Input.
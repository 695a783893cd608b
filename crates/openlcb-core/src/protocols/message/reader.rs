use super::error::MessageError;
use super::layout;
use crate::identity::{EventId, NodeId};

pub struct MessageReader<'a> {
    payload: &'a [u8],
}

impl<'a> MessageReader<'a> {
    pub fn new(payload: &'a [u8]) -> Self {
        Self { payload }
    }

    pub fn len(&self) -> usize {
        self.payload.len()
    }

    pub fn is_empty(&self) -> bool {
        self.payload.is_empty()
    }

    pub fn require_len(&self, needed: usize) -> Result<(), MessageError> {
        if self.payload.len() < needed {
            return Err(MessageError::TooShort {
                needed,
                actual: self.payload.len(),
            });
        }
        Ok(())
    }

    pub fn read_u8(&self, offset: usize) -> Result<u8, MessageError> {
        self.payload
            .get(offset)
            .copied()
            .ok_or(MessageError::TooShort {
                needed: offset + 1,
                actual: self.payload.len(),
            })
    }

    pub fn read_u16_be(&self, range: std::ops::Range<usize>) -> Result<u16, MessageError> {
        let bytes = self.read_slice(range)?;
        if bytes.len() != 2 {
            return Err(MessageError::TooShort {
                needed: 2,
                actual: bytes.len(),
            });
        }
        Ok(u16::from_be_bytes([bytes[0], bytes[1]]))
    }

    pub fn read_slice(&self, range: std::ops::Range<usize>) -> Result<&'a [u8], MessageError> {
        self.payload
            .get(range.clone())
            .ok_or(MessageError::TooShort {
                needed: range.end,
                actual: self.payload.len(),
            })
    }

    pub fn read_rest(&self, offset: usize) -> Result<&'a [u8], MessageError> {
        self.read_slice(offset..self.payload.len().max(offset))
    }

    pub fn read_node_id(&self) -> Result<NodeId, MessageError> {
        let bytes = self.read_slice(layout::NODE_ID_RANGE)?;
        let mut array = [0u8; 6];
        array.copy_from_slice(bytes);
        Ok(NodeId::new(array))
    }

    pub fn read_event_id(&self) -> Result<EventId, MessageError> {
        let bytes = self.read_slice(layout::EVENT_ID_RANGE)?;
        let mut array = [0u8; 8];
        array.copy_from_slice(bytes);
        Ok(EventId::new(array))
    }

    /// Read a left-aligned big-endian value of up to `width` bytes.
    pub fn read_left_aligned(&self, width: usize) -> u64 {
        let mut value = 0u64;
        for index in 0..width {
            let byte = self.payload.get(index).copied().unwrap_or(0);
            value = (value << 8) | byte as u64;
        }
        value
    }
}
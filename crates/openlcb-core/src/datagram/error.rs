use thiserror::Error;

use super::codes;
use crate::protocols::message::MessageError;

/// Terminal outcome of a failed datagram send.
#[derive(Debug, Clone, PartialEq, Eq, Error)]
pub enum DatagramError {
    #[error("datagram rejected with code 0x{code:04X}")]
    Rejected { code: u16 },
    #[error("no acknowledgment after {attempts} attempts")]
    Timeout { attempts: u32 },
    #[error(transparent)]
    Malformed(#[from] MessageError),
}

/// Link-level segment reassembly failures.
#[derive(Debug, Clone, PartialEq, Eq, Error)]
pub enum SegmentError {
    #[error("datagram payload is empty")]
    Empty,
    #[error("datagram payload of {length} bytes exceeds 72")]
    TooLong { length: usize },
    #[error("segment carries {length} bytes, expected 1..=8")]
    BadSegment { length: usize },
    #[error("segment received out of order")]
    OutOfOrder,
}

impl SegmentError {
    /// Code sent back to the peer when reassembly fails.
    pub fn reject_code(&self) -> u16 {
        match self {
            SegmentError::OutOfOrder => codes::reject::OUT_OF_ORDER,
            SegmentError::Empty
            | SegmentError::TooLong { .. }
            | SegmentError::BadSegment { .. } => codes::reject::INVALID_ARGUMENTS,
        }
    }
}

Problem description. When you reach the line in the material above that holds "let mut array = [0u8; 8];", begin reproducing lines exactly, and stop after the line that holds "for index in".

Result of this exercise.
        let mut array = [0u8; 8];
        array.copy_from_slice(bytes);
        Ok(EventId::new(array))
    }

    /// Read a left-aligned big-endian value of up to `width` bytes.
    pub fn read_left_aligned(&self, width: usize) -> u64 {
        let mut value = 0u64;
        for index in 0..width {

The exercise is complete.